Как-то раз вбежал он ко мне веселый и светлый, каким я давно уже его не видал. Принес поэму «Первое свидание» – лучшее из всего, что написано им в стихах. Я был первым слушателем поэмы – да простится мне это горделивое воспоминание. Да простится мне и другое: в те самые дни написал он и первую свою статью обо мне – для пятого выпуска «Записок Мечтателей». То был последний выпуск, проредактированный еще Блоком, но вышедший уже после смерти Блока.
Он давно мечтал выехать за границу. Говорил, что хочется отдохнуть, но были у него и другие причины, о которых он мне тогда не сообщал и о которых я только догадывался. Большевики не выпускали его. Он нервничал до того, что пришлось обратиться к врачу. Он подумывал о побеге – из этого тоже ничего не вышло, да и не могло выйти: он сам всему Петербургу разболтал «по секрету», что собрался бежать. Его стали спрашивать: скоро ли вы бежите? Из этого он, разумеется, заключил, что чрезвычайка за ним следит, и, разумеется, доходил до приступов дикого страха. Наконец, после смерти Блока и расстрела Гумилева, большевики смутились и дали ему заграничный паспорт.
…О том, как он жил в советской России, мне известно не много. Он все-таки женился на К.Н. Васильевой, некоторое время вел антропософскую работу. Летом 1923 года, в Крыму, гостя у Максимилиана Волошина, помирился с Брюсовым. В советских изданиях его почти не печатали. Много времени он отдавал писанию автобиографии.

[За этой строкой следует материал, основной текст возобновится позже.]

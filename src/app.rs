use color_eyre::eyre::Result;
use ratatui::{
    layout::{Constraint, Layout, Margin, Rect},
    style::{Color, Style},
    widgets::{Block, BorderType, Borders},
};
use tokio::sync::mpsc::{self, UnboundedSender};

use crate::{
    action::{act, Action, Command, GameAction},
    cli::Cli,
    config::Config,
    constants::{HEIGHT, WIDTH},
    pages::{game::GamePage, home::HomePage, Page, PageId},
    tui,
};

pub struct App {
    config: Config,
    tick_rate: f64,
    frame_rate: f64,
    should_quit: bool,
    should_suspend: bool,
    pages: Vec<Box<dyn Page>>,
    active_page_index: usize,
}

impl App {
    pub fn new(args: &Cli) -> Result<Self> {
        let config = Config::new()?;

        let home_page = HomePage::new()?;
        let game_page = GamePage::new(config.game.clone(), args.seed);

        Ok(Self {
            tick_rate: args.tick_rate,
            frame_rate: args.frame_rate,
            should_quit: false,
            should_suspend: false,
            config,
            pages: vec![Box::new(home_page), Box::new(game_page)],
            active_page_index: 0,
        })
    }

    fn active_page(&mut self) -> Option<&mut Box<dyn Page>> {
        self.pages.get_mut(self.active_page_index)
    }

    fn set_active_page(&mut self, id: PageId) {
        if let Some(index) = self.pages.iter().position(|page| page.id() == id) {
            log::info!("switching to page {id}");
            self.active_page_index = index;
        }
    }

    fn new_tui(&self) -> Result<tui::Tui> {
        Ok(tui::Tui::new()?.tick_rate(self.tick_rate).frame_rate(self.frame_rate).mouse(true))
    }

    pub async fn run(&mut self) -> Result<()> {
        let (action_tx, mut action_rx) = mpsc::unbounded_channel();

        let mut tui = self.new_tui()?;
        tui.enter()?;

        for page in self.pages.iter_mut() {
            page.register_keymap(&self.config.keybindings.pages)?;
        }

        for page in self.pages.iter_mut() {
            page.register_action_handler(action_tx.clone())?;
        }

        for page in self.pages.iter_mut() {
            page.register_config_handler(self.config.clone())?;
        }

        for page in self.pages.iter_mut() {
            page.init()?;
        }

        loop {
            let queued = tokio::select! {
                event = tui.next() => {
                    let Some(e) = event else { break };
                    self.handle_event(e, &action_tx)?;
                    None
                },
                action = action_rx.recv() => action,
            };
            if let Some(action) = queued {
                self.dispatch(action, &mut tui, &action_tx)?;
            }

            while let Ok(action) = action_rx.try_recv() {
                self.dispatch(action, &mut tui, &action_tx)?;
            }

            if self.should_suspend {
                tui.suspend()?;
                action_tx.send(act!(Command::Resume))?;
                tui = self.new_tui()?;
                tui.enter()?;
            } else if self.should_quit {
                tui.stop()?;
                break;
            }
        }
        tui.exit()?;
        Ok(())
    }

    fn handle_event(&mut self, e: tui::Event, action_tx: &UnboundedSender<Action>) -> Result<()> {
        match e {
            tui::Event::Quit => action_tx.send(act!(Command::Quit))?,
            tui::Event::Tick => action_tx.send(act!(Command::Tick))?,
            tui::Event::Render => action_tx.send(act!(Command::Render))?,
            tui::Event::Resize(x, y) => action_tx.send(act!(Command::Resize(x, y)))?,
            tui::Event::Key(key) => {
                if let Some(action) = self.lookup_key(&key) {
                    log::debug!("Got action: {action:?}");
                    action_tx.send(action)?;
                }
            },
            _ => {},
        }
        if let Some(page) = self.active_page() {
            if let Some(action) = page.handle_events(Some(e))? {
                action_tx.send(action)?;
            }
        }
        Ok(())
    }

    /// Global bindings shadow page bindings.
    fn lookup_key(&mut self, key: &crossterm::event::KeyEvent) -> Option<Action> {
        if let Some(action) = self.config.keybindings.global.get(key) {
            return Some(action.clone());
        }
        let page_id = self.active_page()?.id();
        self.config.keybindings.pages.get(&page_id)?.get(key).cloned()
    }

    fn dispatch(&mut self, action: Action, tui: &mut tui::Tui, action_tx: &UnboundedSender<Action>) -> Result<()> {
        let Action { command, .. } = &action;
        match command {
            Command::Tick | Command::Render | Command::Game(GameAction::Tick(_)) => {},
            _ => log::debug!("{command:?}"),
        }
        match command {
            Command::Quit => self.should_quit = true,
            Command::Suspend => self.should_suspend = true,
            Command::Resume => self.should_suspend = false,
            Command::Error(message) => log::error!("{message}"),
            Command::Resize(w, h) => {
                tui.resize(Rect::new(0, 0, *w, *h))?;
                self.render(tui, action_tx)?;
            },
            Command::Render => {
                self.render(tui, action_tx)?;
            },
            Command::StartGame => self.set_active_page(PageId::Game),
            _ => {},
        }
        if let Some(page) = self.active_page() {
            if let Some(action) = page.update(action)? {
                action_tx.send(action)?
            }
        }
        Ok(())
    }

    fn render(&mut self, tui: &mut tui::Tui, action_tx: &UnboundedSender<Action>) -> Result<()> {
        let mut draw_error = None;
        tui.draw(|f| {
            let area = f.area();

            let [_, area, _] =
                Layout::vertical([Constraint::Fill(1), Constraint::Length(HEIGHT), Constraint::Fill(1)]).areas(area);
            let [_, area, _] =
                Layout::horizontal([Constraint::Fill(1), Constraint::Length(WIDTH), Constraint::Fill(1)]).areas(area);

            let border = Block::default()
                .borders(Borders::ALL)
                .border_type(BorderType::Rounded)
                .style(Style::default().bg(Color::Black));
            f.render_widget(border, area);

            let area = area.inner(Margin { horizontal: 1, vertical: 1 });

            if let Some(page) = self.pages.get_mut(self.active_page_index) {
                if let Err(e) = page.draw(f, area) {
                    draw_error = Some(e);
                }
            }
        })?;

        if let Some(e) = draw_error {
            action_tx.send(act!(Command::Error(format!("Failed to draw: {:?}", e))))?;
        }
        Ok(())
    }
}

История этой работы своеобразна. Еще перед поездкою за границу он прочел в Петербурге лекцию – свои воспоминания о Блоке. Затем он эти воспоминания переделывал дважды, каждый раз значительно расширяя. Вторая из этих переделок, напечатанная в берлинском журнале «Эпопея», навела его на мысль превратить воспоминания о Блоке в воспоминания обо всей эпохе символизма. В Берлине он успел написать только первый том, рукопись которого осталась за границей и не была издана. В России Белый принялся за четвертую редакцию своего труда. Он начал с более ранней эпохи, с рассказа о детских и юношеских годах. Этот том вышел под заглавием «На рубеже двух столетий». За ним, под заглавием «Начало века», последовал первый том мемуаров литературных. Тут произошел в Белом психологический сдвиг, для него характерный. Еще в Берлине он жаловался на то, что работа, выраставшая из воспоминаний о Блоке, выходит слишком апологетической: Блок в ней приукрашен, «вычищен, как самовар». В Москве Белый решился исправить этот недостаток. Но в самое это время были опубликованы неприятные для него письма Блока – и он сорвался: апологию Блока стал превращать в издевательство над его памятью.